Fifty myopic children participated in this study: 29 subjects were treated with Ortho-k lenses and 21 with single vision distance spectacles. The SFChT and ocular biometrics, including AL, were measured at baseline, one month, and six months after lens wear in both groups.
AL significantly increased in both groups over time. In the Ortho-k group, SFChT also increased; however, there was no significant change in SFChT in the control group over time. At the six-month visit, the magnitude of eye growth was significantly reduced in the Ortho-k group compared to the control group (0.06±0.10mm vs. 0.17±0.10mm, P<0.001). SFChT was significantly thicker in the Ortho-k group compared to the control group at the one-month and six-month visits (15.78±11.37μm vs. -2.98±8.96μm, P<0.001 (one-month visit); 21.03±12.74μm vs. -2.50±14.43μm, P<0.001 (six-month visit)), although there was no significant difference between the two follow-up visits (P=0.102 for the Ortho-k group; P=0.898 for the control group).

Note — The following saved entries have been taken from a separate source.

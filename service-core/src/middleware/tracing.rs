use axum::http::HeaderValue;
use axum::{extract::Request, middleware::Next, response::Response};
use uuid::Uuid;

pub const REQUEST_ID_HEADER: &str = "x-request-id";

/// Reuse the caller's `x-request-id` or mint one, and echo it on the response.
pub async fn request_id_middleware(mut req: Request, next: Next) -> Response {
    let request_id = req
        .headers()
        .get(REQUEST_ID_HEADER)
        .and_then(|h| h.to_str().ok())
        .map(|s| s.to_string())
        .unwrap_or_else(|| Uuid::new_v4().to_string());

    if let Ok(header_value) = HeaderValue::from_str(&request_id) {
        req.headers_mut().insert(REQUEST_ID_HEADER, header_value);
    }

    let mut response = next.run(req).await;

    if let Ok(header_value) = HeaderValue::from_str(&request_id) {
        response
            .headers_mut()
            .insert(REQUEST_ID_HEADER, header_value);
    }

    response
}

#[cfg(test)]
mod tests {
    use super::*;
    use axum::{Router, body::Body, middleware::from_fn, routing::get};
    use tower::ServiceExt;

    fn app() -> Router {
        Router::new()
            .route("/", get(|| async { "ok" }))
            .layer(from_fn(request_id_middleware))
    }

    #[tokio::test]
    async fn echoes_incoming_request_id() {
        let response = app()
            .oneshot(
                Request::builder()
                    .uri("/")
                    .header(REQUEST_ID_HEADER, "req-42")
                    .body(Body::empty())
                    .expect("Failed to build request"),
            )
            .await
            .expect("Request failed");

        assert_eq!(response.headers()[REQUEST_ID_HEADER], "req-42");
    }

    #[tokio::test]
    async fn generates_request_id_when_missing() {
        let response = app()
            .oneshot(
                Request::builder()
                    .uri("/")
                    .body(Body::empty())
                    .expect("Failed to build request"),
            )
            .await
            .expect("Request failed");

        let id = response.headers()[REQUEST_ID_HEADER]
            .to_str()
            .expect("Header is not ASCII");
        assert!(Uuid::parse_str(id).is_ok());
    }
}
use opentelemetry::KeyValue;
use opentelemetry_otlp::WithExportConfig;
use opentelemetry_sdk::{Resource, runtime, trace as sdktrace};
use tracing_subscriber::{layer::SubscriberExt, util::SubscriberInitExt};

/// Install the global subscriber: env filter, JSON console output and, when an
/// OTLP endpoint is given, span export to a collector.
pub fn init_tracing(service_name: &str, log_level: &str, otlp_endpoint: Option<&str>) {
    let env_filter = tracing_subscriber::EnvFilter::try_from_default_env()
        .unwrap_or_else(|_| tracing_subscriber::EnvFilter::new(log_level));

    let telemetry = otlp_endpoint.and_then(|endpoint| {
        let otlp_exporter = opentelemetry_otlp::new_exporter()
            .tonic()
            .with_endpoint(endpoint);

        match opentelemetry_otlp::new_pipeline()
            .tracing()
            .with_exporter(otlp_exporter)
            .with_trace_config(sdktrace::config().with_resource(Resource::new(vec![
                KeyValue::new("service.name", service_name.to_string()),
            ])))
            .install_batch(runtime::Tokio)
        {
            Ok(tracer) => Some(tracing_opentelemetry::layer().with_tracer(tracer)),
            Err(e) => {
                eprintln!(
                    "Failed to initialize OTLP tracer for service '{}' at endpoint '{}': {}",
                    service_name, endpoint, e
                );
                None
            }
        }
    });

    tracing_subscriber::registry()
        .with(env_filter)
        .with(telemetry)
        .with(
            tracing_subscriber::fmt::layer()
                .with_file(true)
                .with_line_number(true)
                .json()
                .flatten_event(true),
        )
        .init();
}
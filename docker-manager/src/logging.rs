use crate::error::ManagerError;
use std::fs::OpenOptions;
use std::path::Path;
use std::sync::Mutex;
use tracing_subscriber::{fmt, layer::SubscriberExt, util::SubscriberInitExt, EnvFilter};

/// Human-readable events on stdout and, when `log_file` is set, the same
/// events appended to that file without colors.
pub fn init_logging(log_level: &str, log_file: Option<&Path>) -> Result<(), ManagerError> {
    let env_filter =
        EnvFilter::try_from_default_env().unwrap_or_else(|_| EnvFilter::new(log_level));

    let file_layer = match log_file {
        Some(path) => {
            let file = OpenOptions::new()
                .create(true)
                .append(true)
                .open(path)
                .map_err(|source| ManagerError::LogFile {
                    path: path.to_path_buf(),
                    source,
                })?;
            Some(
                fmt::layer()
                    .with_ansi(false)
                    .with_target(false)
                    .with_writer(Mutex::new(file)),
            )
        }
        None => None,
    };

    tracing_subscriber::registry()
        .with(env_filter)
        .with(fmt::layer().with_target(false))
        .with(file_layer)
        .init();

    Ok(())
}
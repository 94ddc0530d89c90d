//! Node session registry
//!
//! Tracks the live connection of every node and the outbound channel its
//! writer task drains. A node has at most one current session; a HELLO on a
//! new connection replaces the previous one.

use std::sync::atomic::{AtomicU64, Ordering};

use dashmap::DashMap;
use latchkey_api::ServerMessage;
use latchkey_common::{NodeId, SessionId};
use tokio::sync::mpsc;
use tokio::time::Instant;
use tracing::debug;

/// The live connection of one node.
#[derive(Debug)]
pub struct NodeSession {
    pub session: SessionId,
    pub connected_at: Instant,
    tx: mpsc::UnboundedSender<ServerMessage>,
}

#[derive(Debug, Default)]
pub struct SessionRegistry {
    sessions: DashMap<NodeId, NodeSession>,
    /// Last session of nodes that went away and have not come back
    departures: DashMap<NodeId, SessionId>,
    next_session: AtomicU64,
}

impl SessionRegistry {
    pub fn new() -> Self {
        Self::default()
    }

    pub fn next_session_id(&self) -> SessionId {
        SessionId(self.next_session.fetch_add(1, Ordering::Relaxed) + 1)
    }

    /// Make `session` the node's current session, returning the one it replaces.
    pub fn register(
        &self,
        node: NodeId,
        session: SessionId,
        tx: mpsc::UnboundedSender<ServerMessage>,
    ) -> Option<SessionId> {
        self.departures.remove(&node);
        self.sessions
            .insert(
                node,
                NodeSession {
                    session,
                    connected_at: Instant::now(),
                    tx,
                },
            )
            .map(|previous| previous.session)
    }

    /// Remove the node's session if it is still `session`.
    pub fn unregister(&self, node: NodeId, session: SessionId) -> bool {
        let removed = self
            .sessions
            .remove_if(&node, |_, current| current.session == session)
            .is_some();
        if removed {
            self.departures.insert(node, session);
        }
        removed
    }

    pub fn is_current(&self, node: NodeId, session: SessionId) -> bool {
        self.sessions
            .get(&node)
            .is_some_and(|current| current.session == session)
    }

    pub fn session_of(&self, node: NodeId) -> Option<SessionId> {
        self.sessions.get(&node).map(|current| current.session)
    }

    /// Whether `session` was the node's last session and it has not reconnected.
    pub fn has_departed(&self, node: NodeId, session: SessionId) -> bool {
        self.departures
            .get(&node)
            .is_some_and(|departed| *departed == session)
    }

    /// Forget a departure once its state has been cleaned up.
    pub fn forget(&self, node: NodeId, session: SessionId) {
        self.departures
            .remove_if(&node, |_, departed| *departed == session);
    }

    /// Queue a message for the node's writer. Messages to absent nodes are dropped.
    pub fn send(&self, node: NodeId, message: ServerMessage) -> bool {
        let Some(current) = self.sessions.get(&node) else {
            debug!(%node, kind = message.kind(), "Dropping message for disconnected node");
            return false;
        };
        if current.tx.send(message).is_err() {
            debug!(%node, session = %current.session, "Writer of node has stopped");
            return false;
        }
        true
    }

    pub fn len(&self) -> usize {
        self.sessions.len()
    }

    pub fn is_empty(&self) -> bool {
        self.sessions.is_empty()
    }

    pub fn nodes(&self) -> Vec<NodeId> {
        self.sessions.iter().map(|entry| *entry.key()).collect()
    }
}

Changes in the large choroidal vascular layer (LCVL) accounted for the majority of subfoveal choroidal thickening (approximately 77% and 80% at one-month and six-month visits, respectively).
Ortho-k treatment induced significant choroidal thickening and a slowing of eye growth. LCVL thickening accounted for the majority of SFChT thickening. However, its potential mechanism in myopia control requires further investigation.